Items from a data source:

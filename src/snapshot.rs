//! Snapshots of experiment and framework sources into a log directory.

use std::{
    error::Error,
    fmt, fs, io,
    path::{Path, PathBuf},
};

use chrono::Utc;
use log::{debug, info};
use walkdir::WalkDir;

/// The snapshot module's result type.
pub type Result<T> = std::result::Result<T, SnapshotErr>;

/// Extensions copied by `dump_base_experiment_code` when none are given.
pub const DEFAULT_SOURCE_EXTENSIONS: &[&str] = &["rs", "toml", "json"];

const CODE_DIR: &str = "code";
const STAMP_FORMAT: &str = "%y%m%d.%H%M%S";

#[derive(Debug)]
pub enum SnapshotErr {
    Io { path: PathBuf, source: io::Error },
    Walk(walkdir::Error),
    /// The path has no final component to name the copy after.
    Unnamed(PathBuf),
}

impl fmt::Display for SnapshotErr {
    fn fmt(&self, f: &mut fmt::Formatter<'_>) -> fmt::Result {
        match self {
            SnapshotErr::Io { path, source } => write!(f, "{}: {source}", path.display()),
            SnapshotErr::Walk(e) => write!(f, "walk error: {e}"),
            SnapshotErr::Unnamed(path) => write!(f, "{} has no directory name", path.display()),
        }
    }
}

impl Error for SnapshotErr {
    fn source(&self) -> Option<&(dyn Error + 'static)> {
        match self {
            SnapshotErr::Io { source, .. } => Some(source),
            SnapshotErr::Walk(e) => Some(e),
            SnapshotErr::Unnamed(_) => None,
        }
    }
}

fn at(path: &Path) -> impl FnOnce(io::Error) -> SnapshotErr + '_ {
    move |source| SnapshotErr::Io {
        path: path.to_path_buf(),
        source,
    }
}

/// Returns the current UTC time formatted for directory names.
pub fn utcnow_stamp() -> String {
    Utc::now().format(STAMP_FORMAT).to_string()
}

/// Copies the framework sources and the experiment directory under `logdir/code`.
///
/// Each copy replaces whatever was there before and is named after its source
/// directory.
pub fn dump_code(expdir: &Path, logdir: &Path, framework_dir: &Path) -> Result<()> {
    let code_dir = logdir.join(CODE_DIR);

    for src in [framework_dir, expdir] {
        let src = fs::canonicalize(src).map_err(at(src))?;
        let name = src
            .file_name()
            .ok_or_else(|| SnapshotErr::Unnamed(src.clone()))?;

        replace_dir(&src, &code_dir.join(name))?;
    }

    info!("dumped code of {} into {}", expdir.display(), code_dir.display());
    Ok(())
}

/// Copies the top-level files of `src` with one of `extensions` into `dst`.
///
/// # Returns
/// How many files were copied.
pub fn dump_source_files(src: &Path, dst: &Path, extensions: &[&str]) -> Result<usize> {
    let mut files = Vec::new();
    for entry in fs::read_dir(src).map_err(at(src))? {
        let path = entry.map_err(at(src))?.path();
        let wanted = path
            .extension()
            .and_then(|ext| ext.to_str())
            .is_some_and(|ext| extensions.contains(&ext));

        if wanted && path.is_file() {
            files.push(path);
        }
    }
    files.sort();

    for file in &files {
        // Every path came out of `read_dir`, so it has a name.
        let Some(name) = file.file_name() else {
            continue;
        };
        let target = dst.join(name);
        fs::copy(file, &target).map_err(at(&target))?;
        debug!("copied {}", file.display());
    }

    Ok(files.len())
}

/// Dumps the sources of an experiment into `dst/code`.
///
/// When `dst/code` already exists a timestamped `dst/code-<utc>` is used instead.
///
/// # Returns
/// The directory the sources were written to.
pub fn dump_base_experiment_code(src: &Path, dst: &Path, extensions: &[&str]) -> Result<PathBuf> {
    let mut target = dst.join(CODE_DIR);
    if target.exists() {
        target = dst.join(format!("{CODE_DIR}-{}", utcnow_stamp()));
    }

    fs::create_dir_all(&target).map_err(at(&target))?;
    let copied = dump_source_files(src, &target, extensions)?;

    info!("dumped {copied} source file(s) into {}", target.display());
    Ok(target)
}

/// Replaces `to` with a recursive copy of `from`.
pub fn replace_dir(from: &Path, to: &Path) -> Result<()> {
    fs::create_dir_all(to).map_err(at(to))?;
    fs::remove_dir_all(to).map_err(at(to))?;

    for entry in WalkDir::new(from).follow_links(true) {
        let entry = entry.map_err(SnapshotErr::Walk)?;
        let Ok(relative) = entry.path().strip_prefix(from) else {
            continue;
        };
        let target = to.join(relative);

        if entry.file_type().is_dir() {
            fs::create_dir_all(&target).map_err(at(&target))?;
        } else {
            fs::copy(entry.path(), &target).map_err(at(&target))?;
        }
    }

    Ok(())
}

#[cfg(test)]
mod tests {
    use super::*;

    #[test]
    fn stamp_has_expected_shape() {
        let stamp = utcnow_stamp();
        let (date, time) = stamp.split_once('.').unwrap();

        assert_eq!(date.len(), 6);
        assert_eq!(time.len(), 6);
        assert!(stamp.chars().all(|c| c.is_ascii_digit() || c == '.'));
    }

    #[test]
    fn unnamed_paths_are_reported() {
        let err = dump_code(Path::new("/"), Path::new("/tmp"), Path::new("/"));
        assert!(matches!(err, Err(SnapshotErr::Unnamed(_))));
    }
}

Task to complete » All the entries above need to be reproduced exactly.

Solved problem »
filename src/snapshot.rs
//! Snapshots of experiment and framework sources into a log directory.

use std::{
    error::Error,
    fmt, fs, io,
    path::{Path, PathBuf},
};

use chrono::Utc;
use log::{debug, info};
use walkdir::WalkDir;

/// The snapshot module's result type.
pub type Result<T> = std::result::Result<T, SnapshotErr>;

/// Extensions copied by `dump_base_experiment_code` when none are given.
pub const DEFAULT_SOURCE_EXTENSIONS: &[&str] = &["rs", "toml", "json"];

const CODE_DIR: &str = "code";
const STAMP_FORMAT: &str = "%y%m%d.%H%M%S";

#[derive(Debug)]
pub enum SnapshotErr {
    Io { path: PathBuf, source: io::Error },
    Walk(walkdir::Error),
    /// The path has no final component to name the copy after.
    Unnamed(PathBuf),
}

impl fmt::Display for SnapshotErr {
    fn fmt(&self, f: &mut fmt::Formatter<'_>) -> fmt::Result {
        match self {
            SnapshotErr::Io { path, source } => write!(f, "{}: {source}", path.display()),
            SnapshotErr::Walk(e) => write!(f, "walk error: {e}"),
            SnapshotErr::Unnamed(path) => write!(f, "{} has no directory name", path.display()),
        }
    }
}

impl Error for SnapshotErr {
    fn source(&self) -> Option<&(dyn Error + 'static)> {
        match self {
            SnapshotErr::Io { source, .. } => Some(source),
            SnapshotErr::Walk(e) => Some(e),
            SnapshotErr::Unnamed(_) => None,
        }
    }
}

fn at(path: &Path) -> impl FnOnce(io::Error) -> SnapshotErr + '_ {
    move |source| SnapshotErr::Io {
        path: path.to_path_buf(),
        source,
    }
}

/// Returns the current UTC time formatted for directory names.
pub fn utcnow_stamp() -> String {
    Utc::now().format(STAMP_FORMAT).to_string()
}

/// Copies the framework sources and the experiment directory under `logdir/code`.
///
/// Each copy replaces whatever was there before and is named after its source
/// directory.
pub fn dump_code(expdir: &Path, logdir: &Path, framework_dir: &Path) -> Result<()> {
    let code_dir = logdir.join(CODE_DIR);

    for src in [framework_dir, expdir] {
        let src = fs::canonicalize(src).map_err(at(src))?;
        let name = src
            .file_name()
            .ok_or_else(|| SnapshotErr::Unnamed(src.clone()))?;

        replace_dir(&src, &code_dir.join(name))?;
    }

    info!("dumped code of {} into {}", expdir.display(), code_dir.display());
    Ok(())
}

/// Copies the top-level files of `src` with one of `extensions` into `dst`.
///
/// # Returns
/// How many files were copied.
pub fn dump_source_files(src: &Path, dst: &Path, extensions: &[&str]) -> Result<usize> {
    let mut files = Vec::new();
    for entry in fs::read_dir(src).map_err(at(src))? {
        let path = entry.map_err(at(src))?.path();
        let wanted = path
            .extension()
            .and_then(|ext| ext.to_str())
            .is_some_and(|ext| extensions.contains(&ext));

        if wanted && path.is_file() {
            files.push(path);
        }
    }
    files.sort();

    for file in &files {
        // Every path came out of `read_dir`, so it has a name.
        let Some(name) = file.file_name() else {
            continue;
        };
        let target = dst.join(name);
        fs::copy(file, &target).map_err(at(&target))?;
        debug!("copied {}", file.display());
    }

    Ok(files.len())
}

/// Dumps the sources of an experiment into `dst/code`.
///
/// When `dst/code` already exists a timestamped `dst/code-<utc>` is used instead.
///
/// # Returns
/// The directory the sources were written to.
pub fn dump_base_experiment_code(src: &Path, dst: &Path, extensions: &[&str]) -> Result<PathBuf> {
    let mut target = dst.join(CODE_DIR);
    if target.exists() {
        target = dst.join(format!("{CODE_DIR}-{}", utcnow_stamp()));
    }

    fs::create_dir_all(&target).map_err(at(&target))?;
    let copied = dump_source_files(src, &target, extensions)?;

    info!("dumped {copied} source file(s) into {}", target.display());
    Ok(target)
}

/// Replaces `to` with a recursive copy of `from`.
pub fn replace_dir(from: &Path, to: &Path) -> Result<()> {
    fs::create_dir_all(to).map_err(at(to))?;
    fs::remove_dir_all(to).map_err(at(to))?;

    for entry in WalkDir::new(from).follow_links(true) {
        let entry = entry.map_err(SnapshotErr::Walk)?;
        let Ok(relative) = entry.path().strip_prefix(from) else {
            continue;
        };
        let target = to.join(relative);

        if entry.file_type().is_dir() {
            fs::create_dir_all(&target).map_err(at(&target))?;
        } else {
            fs::copy(entry.path(), &target).map_err(at(&target))?;
        }
    }

    Ok(())
}

#[cfg(test)]
mod tests {
    use super::*;

    #[test]
    fn stamp_has_expected_shape() {
        let stamp = utcnow_stamp();
        let (date, time) = stamp.split_once('.').unwrap();

        assert_eq!(date.len(), 6);
        assert_eq!(time.len(), 6);
        assert!(stamp.chars().all(|c| c.is_ascii_digit() || c == '.'));
    }

    #[test]
    fn unnamed_paths_are_reported() {
        let err = dump_code(Path::new("/"), Path::new("/tmp"), Path::new("/"));
        assert!(matches!(err, Err(SnapshotErr::Unnamed(_))));
    }
}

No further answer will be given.